_TRY IT_:
Pick out and copy every line below that has the word "objects".

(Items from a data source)
────────────────────────────────────────

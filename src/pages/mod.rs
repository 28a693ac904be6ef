//! Page objects: typed wrappers over the pages the harness drives.

use async_trait::async_trait;

use crate::error::Result;

pub mod login;
pub mod signup;

pub use login::LoginPage;
pub use signup::SignupPage;

/// The interaction surface page objects are written against.
///
/// Page objects never hold a browser themselves; they borrow anything
/// that can locate an element by CSS selector and act on it. The live
/// implementation is a browser session, tests substitute a recorder.
#[async_trait]
pub trait PageActions: Send + Sync {
    /// Focus the element at `selector` and type `text` into it.
    async fn type_text(&self, selector: &str, text: &str) -> Result<()>;

    /// Click the element at `selector`.
    async fn click(&self, selector: &str) -> Result<()>;

    /// Visible text of the element at `selector`.
    async fn text_of(&self, selector: &str) -> Result<String>;

    /// Empty the value of the input at `selector`.
    async fn clear(&self, selector: &str) -> Result<()>;
}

────────────────────────────────────────

_TASK RESULT_:
//! Page objects: typed wrappers over the pages the harness drives.
/// The interaction surface page objects are written against.
/// Page objects never hold a browser themselves; they borrow anything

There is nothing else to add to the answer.